In the last few weeks we have been able to cap her trach for up to 60 minutes at a time. The other day she went for 3, 1 hour increments with it capped off. She did really well with it each time. I really don't think it will be too long before Kaylee is able to handle it being capped for the majority of the day. I would love to have it capped off during her time at preschool just to help filter out the germs and whatever else 3 year olds pass along. Yes, I did mention preschool. As hard as it is to believe, Kaylee will start preschool the Tuesday after Labor Day. She'll be attending Discovery Kids two days a week. The school district and AEA have been amazing to work with and things have gone really smoothly. I'm hoping it all continues that way when school starts. Kaylee's nurse will accompany her to school and speech services and a school car will provide their transportation. I'm so excited to see how she changes after having spent time with other kids her age. She's not really had that opportunity before now, so I'm hoping that by being around other kids, she'll work harder at swallowing and trying to talk so she can be like them.

Talking about school, Dylan started First Grade this last week. I LOVE having him in the same building as me. It is great to be able to walk him down to his classroom each morning, and a couple of days I even caught a glimpse of him in the hallway later in the day. I was deeply saddened by his embarrassment of me however. I asked him why, when I saw him in the hallway, he wouldn't wave at me. His reply, "I don't want my friends to know that you're my mom." SERIOUSLY???? I had expected that around 3rd or 4th grade but 1st??? Geeesshhh!! We are still working on getting used to that earlier bed time and a much earlier wake up time. He's done good so far, but by the end of the week, he was exhausted. Who am I kidding, I was exhausted too!

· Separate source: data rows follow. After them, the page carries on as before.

//! Per-field validation results.

use std::collections::BTreeMap;

/// Field-keyed validation messages for one form.
///
/// An empty set means the form may be submitted. Keys are the form's
/// field enum, so iteration follows field declaration order.
#[derive(Debug, Clone, PartialEq, Eq)]
pub struct ValidationErrors<F: Ord> {
    errors: BTreeMap<F, String>,
}

impl<F: Ord> Default for ValidationErrors<F> {
    fn default() -> Self {
        Self {
            errors: BTreeMap::new(),
        }
    }
}

impl<F: Ord + Copy> ValidationErrors<F> {
    #[must_use]
    pub fn new() -> Self {
        Self::default()
    }

    /// Record a message for `field`, replacing any earlier one.
    pub fn insert(&mut self, field: F, message: impl Into<String>) {
        self.errors.insert(field, message.into());
    }

    pub fn get(&self, field: F) -> Option<&str> {
        self.errors.get(&field).map(String::as_str)
    }

    pub fn contains(&self, field: F) -> bool {
        self.errors.contains_key(&field)
    }

    pub fn is_empty(&self) -> bool {
        self.errors.is_empty()
    }

    pub fn len(&self) -> usize {
        self.errors.len()
    }

    pub fn iter(&self) -> impl Iterator<Item = (F, &str)> {
        self.errors.iter().map(|(field, msg)| (*field, msg.as_str()))
    }

    /// The message of the first failing field.
    ///
    /// Forms that show a single banner rather than inline messages use
    /// this as their error text.
    pub fn first_message(&self) -> Option<&str> {
        self.errors.values().next().map(String::as_str)
    }

    pub fn clear(&mut self) {
        self.errors.clear();
    }
}

#[cfg(test)]
mod tests {
    use super::*;

    #[derive(Debug, Clone, Copy, PartialEq, Eq, PartialOrd, Ord)]
    enum Field {
        A,
        B,
    }

    #[test]
    fn test_empty_errors_are_submittable() {
        let errors: ValidationErrors<Field> = ValidationErrors::new();
        assert!(errors.is_empty());
        assert!(errors.first_message().is_none());
    }

    #[test]
    fn test_first_message_follows_field_order() {
        let mut errors = ValidationErrors::new();
        errors.insert(Field::B, "second");
        errors.insert(Field::A, "first");
        assert_eq!(errors.len(), 2);
        assert_eq!(errors.first_message(), Some("first"));
        assert_eq!(errors.get(Field::B), Some("second"));
    }

    #[test]
    fn test_clear() {
        let mut errors = ValidationErrors::new();
        errors.insert(Field::A, "x");
        errors.clear();
        assert!(!errors.contains(Field::A));
    }
}
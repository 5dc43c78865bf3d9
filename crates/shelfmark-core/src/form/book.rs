use std::str::FromStr;

use serde::Serialize;

use crate::error::{Error, Result};
use crate::form::is_blank;
use crate::genre::Genre;
use crate::messages;
use crate::validation::ValidationErrors;

/// Fields of the book creation form.
#[derive(Debug, Clone, Copy, PartialEq, Eq, Hash, PartialOrd, Ord)]
pub enum BookField {
    Title,
    Author,
    Description,
    Genre,
    CoverUrl,
}

impl BookField {
    #[must_use]
    pub const fn wire_name(self) -> &'static str {
        match self {
            Self::Title => "title",
            Self::Author => "author",
            Self::Description => "description",
            Self::Genre => "genre",
            Self::CoverUrl => "coverUrl",
        }
    }
}

impl FromStr for BookField {
    type Err = Error;

    fn from_str(s: &str) -> Result<Self> {
        match s {
            "title" => Ok(Self::Title),
            "author" => Ok(Self::Author),
            "description" => Ok(Self::Description),
            "genre" => Ok(Self::Genre),
            "coverUrl" | "cover_url" => Ok(Self::CoverUrl),
            _ => Err(Error::UnknownField {
                form: "book",
                name: s.to_string(),
            }),
        }
    }
}

/// Current values of the book creation form.
///
/// `genre` holds the raw selection; an empty string means nothing has
/// been chosen yet.
#[derive(Debug, Clone, Default, PartialEq, Eq)]
pub struct BookForm {
    pub title: String,
    pub author: String,
    pub description: String,
    pub genre: String,
    pub cover_url: String,
}

/// Body of `POST /api/v1/books`.
#[derive(Debug, Clone, PartialEq, Eq, Serialize)]
#[serde(rename_all = "camelCase")]
pub struct NewBook {
    pub title: String,
    pub author: String,
    pub description: String,
    pub genre: Genre,
    pub cover_url: String,
}

impl BookForm {
    pub fn update_field(&mut self, field: BookField, value: impl Into<String>) {
        let value = value.into();
        match field {
            BookField::Title => self.title = value,
            BookField::Author => self.author = value,
            BookField::Description => self.description = value,
            BookField::Genre => self.genre = value,
            BookField::CoverUrl => self.cover_url = value,
        }
    }

    /// Update a field addressed by its wire name.
    pub fn update_named(&mut self, name: &str, value: impl Into<String>) -> Result<()> {
        let field = name.parse()?;
        self.update_field(field, value);
        Ok(())
    }

    pub fn value(&self, field: BookField) -> &str {
        match field {
            BookField::Title => &self.title,
            BookField::Author => &self.author,
            BookField::Description => &self.description,
            BookField::Genre => &self.genre,
            BookField::CoverUrl => &self.cover_url,
        }
    }

    pub fn validate(&self) -> ValidationErrors<BookField> {
        self.validated().err().unwrap_or_default()
    }

    /// Validate the form and, when it is clean, build the request body.
    pub fn validated(&self) -> std::result::Result<NewBook, ValidationErrors<BookField>> {
        let mut errors = ValidationErrors::new();

        if is_blank(&self.title) {
            errors.insert(BookField::Title, messages::TITLE_REQUIRED);
        }
        if is_blank(&self.description) {
            errors.insert(BookField::Description, messages::DESCRIPTION_REQUIRED);
        }
        // Anything outside the catalogue counts as "not selected".
        let genre = self.genre.parse::<Genre>();
        if genre.is_err() {
            errors.insert(BookField::Genre, messages::GENRE_REQUIRED);
        }

        match genre {
            Ok(genre) if errors.is_empty() => Ok(NewBook {
                title: self.title.clone(),
                author: self.author.clone(),
                description: self.description.clone(),
                genre,
                cover_url: self.cover_url.clone(),
            }),
            _ => Err(errors),
        }
    }

    /// URL to preview the cover from, when one has been entered.
    pub fn cover_preview(&self) -> Option<&str> {
        (!is_blank(&self.cover_url)).then_some(self.cover_url.as_str())
    }

    pub fn reset(&mut self) {
        *self = Self::default();
    }
}
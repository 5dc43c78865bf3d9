//! Classified results of a form submission.

/// Coarse classification of an HTTP status code returned by the backend.
#[derive(Debug, Clone, Copy, PartialEq, Eq)]
pub enum StatusClass {
    /// Any 2xx.
    Success,
    /// 401: missing or invalid credentials.
    Unauthorized,
    /// 409: the resource already exists (duplicate email).
    Conflict,
    /// Every other status.
    Failure,
}

impl StatusClass {
    #[must_use]
    pub fn from_status(status: u16) -> Self {
        match status {
            200..=299 => Self::Success,
            401 => Self::Unauthorized,
            409 => Self::Conflict,
            _ => Self::Failure,
        }
    }
}

/// The result of one submission attempt, with the message shown to the
/// user.
#[derive(Debug, Clone, PartialEq, Eq)]
pub enum SubmissionOutcome {
    Success { message: Option<String> },
    /// Local validation rejected the form; no request was sent.
    ValidationFailed { message: Option<String> },
    Unauthorized { message: Option<String> },
    Conflict { message: Option<String> },
    ServerError { status: u16, message: Option<String> },
    /// The request never produced a response.
    NetworkError { message: Option<String> },
}

impl SubmissionOutcome {
    pub fn message(&self) -> Option<&str> {
        match self {
            Self::Success { message }
            | Self::ValidationFailed { message }
            | Self::Unauthorized { message }
            | Self::Conflict { message }
            | Self::ServerError { message, .. }
            | Self::NetworkError { message } => message.as_deref(),
        }
    }

    pub fn is_success(&self) -> bool {
        matches!(self, Self::Success { .. })
    }
}
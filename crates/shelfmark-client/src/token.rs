//! Read-only bearer token lookup.
//!
//! The token is issued and stored by the login flow, which lives outside
//! this crate. Here it is only looked up, right before a request that
//! wants it.

use std::fmt::Debug;
use std::io::ErrorKind;
use std::path::{Path, PathBuf};

/// Somewhere a bearer token might be found.
pub trait TokenSource: Debug + Send + Sync {
    /// The current token, or `None` when the user is not logged in.
    fn token(&self) -> Option<String>;
}

/// A token kept in a plain file on disk.
///
/// Missing, unreadable and blank files all mean "no token".
#[derive(Debug, Clone)]
pub struct FileTokenStore {
    path: PathBuf,
}

impl FileTokenStore {
    pub fn new(path: impl Into<PathBuf>) -> Self {
        Self { path: path.into() }
    }

    pub fn path(&self) -> &Path {
        &self.path
    }
}

impl TokenSource for FileTokenStore {
    fn token(&self) -> Option<String> {
        match std::fs::read_to_string(&self.path) {
            Ok(contents) => non_blank(&contents),
            Err(e) if e.kind() == ErrorKind::NotFound => None,
            Err(e) => {
                log::warn!("Failed to read token file {}: {}", self.path.display(), e);
                None
            }
        }
    }
}

/// A token supplied up front, e.g. from a command-line flag.
#[derive(Debug, Clone, Default)]
pub struct StaticToken(Option<String>);

impl StaticToken {
    pub fn new(token: Option<String>) -> Self {
        Self(token)
    }
}

impl TokenSource for StaticToken {
    fn token(&self) -> Option<String> {
        self.0.as_deref().and_then(non_blank)
    }
}

fn non_blank(raw: &str) -> Option<String> {
    let token = raw.trim();
    (!token.is_empty()).then(|| token.to_string())
}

So, as my little Wonder Woman is snoring in her bed, the tiny little tooth fairy has slipped in and paid up. Troy thinks I'm crazy for wanting to save her first "lost tooth" but I just can't help myself. I'm sure in 15 years I'll think it is pretty gross, but for now, it is tucked in an envelope in my drawer. I think Dylan might be slightly jealous in the morning when he sees the tooth fairy has visited his sister. The poor boy doesn't have a single loose tooth yet! :-)